Study repo for RL post-training a small Qwen model with GRPO, serving it with vLLM, quantizing the trained checkpoint, and measuring whether RL post-training changes quantization behavior.
Does RL post-training change how cleanly a model quantizes?
Concretely, this repo will compare:
- Base model
- GRPO-trained model
- Quantized base model
- Quantized GRPO-trained model
Metrics will include perplexity or small eval accuracy, latency, throughput, memory use, and weight/outlier diagnostics.
Target model:
- Day 0 smoke: Qwen2.5-0.5B-Instruct on GSM8K
- Scale target: Qwen3-1.7B or similar small reasoning model
- Stretch: larger multi-GPU GRPO only after the smoke path is stable
Core stack:
- TRL
GRPOTrainerfor RL post-training - GSM8K answer checker for verifiable rewards
- PyTorch FSDP / Accelerate for later distributed scaling
- vLLM for serving and throughput/latency benchmarking
- AWQ or local quantization diagnostics for the quantization study
- Slurm for Michigan GPU cluster runs
- Run a tiny single-GPU GRPO smoke test on 10 GSM8K problems
- Confirm reward, KL, and completion-length logs are produced
- Save and reload a GRPO checkpoint cleanly
- Run a short scaled GRPO job and record memory, reward, KL, and wall-clock
- Serve base and GRPO-trained checkpoints with vLLM
- Quantize base and GRPO-trained checkpoints
- Compare FP16-base vs FP16-GRPO vs W4-base vs W4-GRPO
- Publish results table, plots, and reproducibility notes
configs/ Training, serving, and quantization configs
notes/ Study log, reading notes, and understanding checks
scripts/ Runnable training, serving, benchmark, and analysis scripts
slurm/ sbatch templates for cluster runs
src/ Reusable project code
results/ Curated result tables and plots
Large local artifacts such as datasets, checkpoints, raw logs, and model outputs are ignored by git.

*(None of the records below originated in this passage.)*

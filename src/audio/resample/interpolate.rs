//! `resample/interpolate.rs` — general converter for arbitrary rate ratios.
//!
//! The read position is kept as an exact fraction `frac / den` of an input
//! frame, advanced by `num / den = input_rate / output_rate` (lowest terms)
//! per output frame. Integer arithmetic means no drift, however long the
//! stream runs.
//!
//! Two kernels share the same window bookkeeping:
//!
//! | Kernel     | Taps | Output lies between |
//! |------------|------|---------------------|
//! | `Linear`   | 2    | `w[0]` and `w[1]`   |
//! | `Hermite`  | 4    | `w[1]` and `w[2]`   |

use tracing::trace;

use crate::audio::{
    AudioStream,
    constants::{HERMITE_TAPS, LINEAR_TAPS},
    sample::{Sample, Volume, clamp_sample},
};

use super::{
    Interpolation,
    frames::{Frame, FrameWriter, InputBuffer},
};

pub struct InterpolatingRateConverter {
    interpolation: Interpolation,
    input: InputBuffer,
    writer: FrameWriter,

    /// Step numerator (reduced input rate).
    num: u64,
    /// Step denominator (reduced output rate).
    den: u64,
    /// Fractional read position within the current interval, `< den`.
    frac: u64,
    /// Input frames to shift into the window before the next output.
    pending: u64,

    /// Interpolation history, newest frame at `taps - 1`.
    window: [Frame; HERMITE_TAPS],
    taps: usize,
    /// Past-the-end frames synthesized while draining.
    held: usize,
}

impl InterpolatingRateConverter {
    /// `num / den` must already be reduced and both non-zero.
    pub fn new(
        num: u64,
        den: u64,
        interpolation: Interpolation,
        stereo: bool,
        writer: FrameWriter,
    ) -> Self {
        let taps = match interpolation {
            Interpolation::Linear => LINEAR_TAPS,
            Interpolation::Hermite => HERMITE_TAPS,
        };
        Self {
            interpolation,
            input: InputBuffer::new(stereo),
            writer,
            num,
            den,
            frac: 0,
            // Fill the window up to and including the anchor frame's successor.
            pending: (taps - Self::anchor(taps)) as u64,
            window: [[0, 0]; HERMITE_TAPS],
            taps,
            held: 0,
        }
    }

    /// Window index of the frame at or just before the read position.
    #[inline]
    fn anchor(taps: usize) -> usize {
        taps / 2 - 1
    }

    /// Frames that may be synthesized past the end of input while keeping
    /// the anchor on a real frame.
    #[inline]
    fn max_held(&self) -> usize {
        self.taps - Self::anchor(self.taps) - 1
    }

    pub fn flow<S: AudioStream + ?Sized>(
        &mut self,
        src: &mut S,
        out: &mut [Sample],
        frames: usize,
        vol_l: Volume,
        vol_r: Volume,
    ) -> usize {
        let frames = FrameWriter::capacity(out, frames);
        for i in 0..frames {
            while self.pending > 0 {
                let Some(frame) = self.input.next_frame(src) else {
                    trace!(produced = i, requested = frames, "input underrun");
                    return i;
                };
                self.push(frame);
            }
            self.emit(out, i, vol_l, vol_r);
        }
        frames
    }

    pub fn drain(&mut self, out: &mut [Sample], frames: usize, vol: Volume) -> usize {
        let frames = FrameWriter::capacity(out, frames);
        for i in 0..frames {
            while self.pending > 0 {
                if let Some(frame) = self.input.pop_buffered() {
                    self.push(frame);
                } else if self.held < self.max_held() {
                    // Hold the last frame so the final interval can be emitted.
                    self.push(self.window[self.taps - 1]);
                    self.held += 1;
                } else {
                    trace!(produced = i, "drain complete");
                    return i;
                }
            }
            self.emit(out, i, vol, vol);
        }
        frames
    }

    #[inline]
    fn push(&mut self, frame: Frame) {
        self.window.copy_within(1..self.taps, 0);
        self.window[self.taps - 1] = frame;
        self.pending -= 1;
    }

    #[inline]
    fn emit(&mut self, out: &mut [Sample], index: usize, vol_l: Volume, vol_r: Volume) {
        let left = self.interpolate(0);
        let right = self.interpolate(1);
        self.writer.write(out, index, left, right, vol_l, vol_r);

        let pos = self.frac + self.num;
        self.pending += pos / self.den;
        self.frac = pos % self.den;
    }

    #[inline]
    fn interpolate(&self, ch: usize) -> i32 {
        match self.interpolation {
            Interpolation::Linear => {
                let a = self.window[0][ch] as i64;
                let b = self.window[1][ch] as i64;
                let den = self.den as i64;
                let delta = ((b - a) * self.frac as i64 + den / 2).div_euclid(den);
                (a + delta) as i32
            }
            Interpolation::Hermite => {
                let p = [
                    self.window[0][ch] as f64,
                    self.window[1][ch] as f64,
                    self.window[2][ch] as f64,
                    self.window[3][ch] as f64,
                ];
                let t = self.frac as f64 / self.den as f64;
                clamp_sample(hermite(p, t).round() as i32) as i32
            }
        }
    }
}

/// Catmull-Rom cubic through four evenly spaced points; the result lies
/// between `p[1]` (t = 0) and `p[2]` (t = 1).
#[inline]
fn hermite(p: [f64; 4], t: f64) -> f64 {
    let c0 = p[1];
    let c1 = 0.5 * (p[2] - p[0]);
    let c2 = p[0] - 2.5 * p[1] + 2.0 * p[2] - 0.5 * p[3];
    let c3 = 0.5 * (p[3] - p[0]) + 1.5 * (p[1] - p[2]);
    ((c3 * t + c2) * t + c1) * t + c0
}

Do not touch larger models yet. First prove the smallest GRPO path works:
- Create and verify the cluster Python/CUDA environment.
- Download the smoke-test model and GSM8K data.
- Read enough GRPO to understand rollouts, rewards, advantages, and KL.
- Run a tiny single-GPU Qwen2.5-0.5B-Instruct GRPO run for 5 then 100 steps.
- Confirm the run saves a checkpoint and can reload it.
Start with notes/project-overview.md for the plain-English explanation of the project and learning path.